- **Dataset excerpts**:
┌──

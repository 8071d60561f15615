use serde::Serialize;
use thiserror::Error;

#[derive(Error, Debug)]
pub enum CoreError {
    #[error("Schema inference error: {0}")]
    Schema(#[from] SchemaInferenceError),

    #[error("Store error: {0}")]
    Store(String),

    #[error("Config error: {0}")]
    Config(String),

    #[error("IO error: {0}")]
    Io(#[from] std::io::Error),

    #[error("JSON error: {0}")]
    Json(#[from] serde_json::Error),

    #[error("SQLite error: {0}")]
    Sqlite(#[from] rusqlite::Error),
}

pub type Result<T> = std::result::Result<T, CoreError>;

/// Raised by the upload path when raw rows cannot be turned into a schema.
/// Every variant is reported to callers as `unparseable_dataset`.
#[derive(Error, Debug, Clone, PartialEq, Eq)]
pub enum SchemaInferenceError {
    #[error("unparseable_dataset: no columns in header row")]
    NoColumns,

    #[error("unparseable_dataset: column {0} has a blank name")]
    BlankColumnName(usize),

    #[error("unparseable_dataset: duplicate column '{0}'")]
    DuplicateColumn(String),

    #[error("unparseable_dataset: row {row} has {found} cells, expected {expected}")]
    RaggedRow {
        row: usize,
        expected: usize,
        found: usize,
    },

    #[error("unparseable_dataset: dataset has no rows")]
    NoRows,

    #[error("unparseable_dataset: {0}")]
    Csv(String),
}

impl SchemaInferenceError {
    pub fn code(&self) -> &'static str {
        "unparseable_dataset"
    }
}

/// Typed cause of a failed generation attempt. The orchestrator records it in
/// the fallback decision and moves on to the next generator.
#[derive(Error, Debug, Clone, PartialEq, Eq, Serialize)]
#[serde(tag = "cause", content = "detail", rename_all = "snake_case")]
pub enum GenerationFailure {
    #[error("timeout: no response within {0}ms")]
    Timeout(u64),

    #[error("rate_limited: model endpoint returned 429")]
    RateLimited,

    #[error("unparseable: {0}")]
    Unparseable(String),

    #[error("invalid_columns: {}", .0.join(", "))]
    InvalidColumns(Vec<String>),

    #[error("unavailable: {0}")]
    Unavailable(String),
}

impl GenerationFailure {
    pub fn code(&self) -> &'static str {
        match self {
            GenerationFailure::Timeout(_) => "timeout",
            GenerationFailure::RateLimited => "rate_limited",
            GenerationFailure::Unparseable(_) => "unparseable",
            GenerationFailure::InvalidColumns(_) => "invalid_columns",
            GenerationFailure::Unavailable(_) => "unavailable",
        }
    }
}

#[derive(Error, Debug, Clone, PartialEq, Eq, Serialize)]
#[serde(tag = "reason", content = "detail", rename_all = "snake_case")]
pub enum ValidationRejection {
    #[error("unknown_column: '{0}' is not a column of the dataset")]
    UnknownColumn(String),

    #[error("unknown_table: '{0}' is not the dataset table")]
    UnknownTable(String),

    #[error("disallowed_statement: {0}")]
    DisallowedStatement(String),

    #[error("multi_statement: found {0} statements, only one is allowed")]
    MultiStatement(usize),
}

impl ValidationRejection {
    pub fn code(&self) -> &'static str {
        match self {
            ValidationRejection::UnknownColumn(_) => "unknown_column",
            ValidationRejection::UnknownTable(_) => "unknown_table",
            ValidationRejection::DisallowedStatement(_) => "disallowed_statement",
            ValidationRejection::MultiStatement(_) => "multi_statement",
        }
    }
}

#[derive(Error, Debug, Clone, PartialEq, Eq, Serialize)]
#[serde(tag = "kind", rename_all = "snake_case")]
pub enum ExecutionFailure {
    #[error("timeout: query exceeded the {budget_ms}ms budget")]
    Timeout { budget_ms: u64 },

    #[error("runtime_error: {message}")]
    RuntimeError { message: String },
}

/// Error half of an `Answer`. Never raised as a fault, always returned with provenance.
#[derive(Error, Debug, Clone, PartialEq, Eq, Serialize)]
#[serde(tag = "error", rename_all = "snake_case")]
pub enum AnswerError {
    #[error("unknown dataset: {dataset_id}")]
    UnknownDataset { dataset_id: String },

    #[error("execution failed: {failure}")]
    Execution { failure: ExecutionFailure },

    #[error("no valid SQL candidate: {rejection}")]
    NoValidCandidate { rejection: ValidationRejection },
}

└──

Return a word-for-word copy of the lines from the beginning of the listing to the line holding "Every variant is", both kept.

repository 8071d60561f15615
use serde::Serialize;
use thiserror::Error;

#[derive(Error, Debug)]
pub enum CoreError {
    #[error("Schema inference error: {0}")]
    Schema(#[from] SchemaInferenceError),

    #[error("Store error: {0}")]
    Store(String),

    #[error("Config error: {0}")]
    Config(String),

    #[error("IO error: {0}")]
    Io(#[from] std::io::Error),

    #[error("JSON error: {0}")]
    Json(#[from] serde_json::Error),

    #[error("SQLite error: {0}")]
    Sqlite(#[from] rusqlite::Error),
}

pub type Result<T> = std::result::Result<T, CoreError>;

/// Raised by the upload path when raw rows cannot be turned into a schema.
/// Every variant is reported to callers as `unparseable_dataset`.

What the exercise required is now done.